Extreme Liquid Nitrogen Golf

( upbeat music ) Welcome back. Now, I’ve never played
golf a day in my life. It’s too slow-paced,
I refuse to use tiny pencils, and apparently,
in grown up golf,
there’s no windmill or 14-year-old couples
exploring each other’s mouths. Ooh, mouths? Mouths. Well, we thought,
how do you make golf better? The answer is simple:
you freeze random objects
with liquid nitrogen and then you whack
the crap out of them,
which is exactly what we did. Today, we’re going to make
golf faster and funner.
We’re Nitro-Golfing! Uh-huh, we have super
cooled a series of objects
using liquid nitrogen. Now we’re gonna see
if we can make a hole in one. You get a hole in one,
I’ll get you a chili dog. Something tells me
that’s not going to happen. Professionals like us refer
to the golf hole as a cup, so I’m gonna hit
a cupcake. Logic. Bagger Chase,
please fetch me a cupcake. Bagger Chase, you ever put
a cupcake on a tee before? – First time.
– How long you worked here
at this particular course? – It’s my first day.
– Oh, lots of firsts
for Bagger Chase. Oh, here we go. Fore!( sentimental music )Whoa!
It went everywhere! – Did it go in the cup?
– Some crumbs did, yep, I got some cupcake crumbs.
I get a chili dog.
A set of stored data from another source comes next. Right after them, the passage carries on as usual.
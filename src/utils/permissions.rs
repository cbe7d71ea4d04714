use crate::entities::Role;

/// Role-gated actions in the grades area.
#[derive(Debug, Clone, Copy, PartialEq, Eq)]
pub enum Action {
    CreateGrade,
    UpdateGrade,
    DeleteGrade,
    ReadOwnGrades,
    ListStudents,
}

/// Single place permission decisions are made. Roles are explicit enum
/// values; ownership checks (an instructor may only touch rows they
/// created) stay in the service layer.
pub fn can(role: Role, action: Action) -> bool {
    match (role, action) {
        (Role::Instructor, Action::CreateGrade)
        | (Role::Instructor, Action::UpdateGrade)
        | (Role::Instructor, Action::DeleteGrade)
        | (Role::Instructor, Action::ListStudents) => true,
        (_, Action::ReadOwnGrades) => true,
        (Role::Student, _) => false,
    }
}

#[cfg(test)]
mod tests {
    use super::*;

    #[test]
    fn test_instructor_permissions() {
        assert!(can(Role::Instructor, Action::CreateGrade));
        assert!(can(Role::Instructor, Action::UpdateGrade));
        assert!(can(Role::Instructor, Action::DeleteGrade));
        assert!(can(Role::Instructor, Action::ListStudents));
        assert!(can(Role::Instructor, Action::ReadOwnGrades));
    }

    #[test]
    fn test_student_permissions() {
        assert!(can(Role::Student, Action::ReadOwnGrades));
        assert!(!can(Role::Student, Action::CreateGrade));
        assert!(!can(Role::Student, Action::UpdateGrade));
        assert!(!can(Role::Student, Action::DeleteGrade));
        assert!(!can(Role::Student, Action::ListStudents));
    }
}
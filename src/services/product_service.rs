use crate::entities::products;
use crate::error::{AppError, AppResult};
use crate::models::*;
use rust_decimal::Decimal;
use sea_orm::{
    ActiveModelTrait, ColumnTrait, DatabaseConnection, EntityTrait, IntoActiveModel,
    PaginatorTrait, QueryFilter, Set,
};

#[derive(Clone)]
pub struct ProductService {
    pool: DatabaseConnection,
}

impl ProductService {
    pub fn new(pool: DatabaseConnection) -> Self {
        Self { pool }
    }

    pub async fn list_products(
        &self,
        query: &ProductQuery,
    ) -> AppResult<PaginatedResponse<ProductResponse>> {
        let params = PaginationParams {
            page: query.page,
            per_page: query.per_page,
        };

        let mut select = products::Entity::find();
        if let Some(name) = &query.name {
            select = select.filter(products::Column::Name.contains(name));
        }

        let paginator = select.paginate(&self.pool, params.get_per_page());
        let total = paginator.num_items().await?;
        let rows = paginator.fetch_page(params.get_page() - 1).await?;

        Ok(PaginatedResponse::new(
            rows.into_iter().map(ProductResponse::from).collect(),
            params.get_page(),
            params.get_per_page(),
            total,
        ))
    }

    pub async fn create_product(&self, req: ProductRequest) -> AppResult<ProductResponse> {
        validate_product(&req)?;

        let product = products::ActiveModel {
            name: Set(req.name),
            description: Set(req.description),
            price: Set(req.price),
            stock: Set(req.stock),
            ..Default::default()
        }
        .insert(&self.pool)
        .await?;
        Ok(ProductResponse::from(product))
    }

    pub async fn get_product(&self, id: i64) -> AppResult<ProductResponse> {
        Ok(ProductResponse::from(self.find_product(id).await?))
    }

    pub async fn update_product(&self, id: i64, req: ProductRequest) -> AppResult<ProductResponse> {
        validate_product(&req)?;

        let product = self.find_product(id).await?;
        let mut model = product.into_active_model();
        model.name = Set(req.name);
        model.description = Set(req.description);
        model.price = Set(req.price);
        model.stock = Set(req.stock);
        Ok(ProductResponse::from(model.update(&self.pool).await?))
    }

    pub async fn delete_product(&self, id: i64) -> AppResult<()> {
        let res = products::Entity::delete_by_id(id).exec(&self.pool).await?;
        if res.rows_affected == 0 {
            return Err(AppError::NotFound(format!("Product {id} not found")));
        }
        Ok(())
    }

    async fn find_product(&self, id: i64) -> AppResult<products::Model> {
        products::Entity::find_by_id(id)
            .one(&self.pool)
            .await?
            .ok_or_else(|| AppError::NotFound(format!("Product {id} not found")))
    }
}

fn validate_product(req: &ProductRequest) -> AppResult<()> {
    if req.price < Decimal::ZERO {
        return Err(AppError::ValidationError(
            "Price must not be negative".to_string(),
        ));
    }
    if req.stock < 0 {
        return Err(AppError::ValidationError(
            "Stock must not be negative".to_string(),
        ));
    }
    Ok(())
}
Nothing says “I love you” like
a shattered bouquet of flowers. Aim high, Link. I have to alter my
professional golf swing. Yeah. Oh my goodness,
it’s crackling. Fore!( sentimental music )( laughing ) – Where’d it go?
– Right there. It all went right there. Look at that.
That was perfect, man. I see nothing in the hole. I took all of the
flowers off, though. That’s like a good
lawn-mowing job there. Take this home to Christie. Hey baby, look what I got ya. Hmm, smells…
like nothing. You can leave
your jack-o-lantern on your porch to rot,
or not. – Aah!
– ( chuckles ) Look at it! Almost hurt
myself on that one. – Wow.
– It’s like styrofoam. – Really cold styrofoam.
– Look at that. This one will make
your head explode.( music playing )Whoops!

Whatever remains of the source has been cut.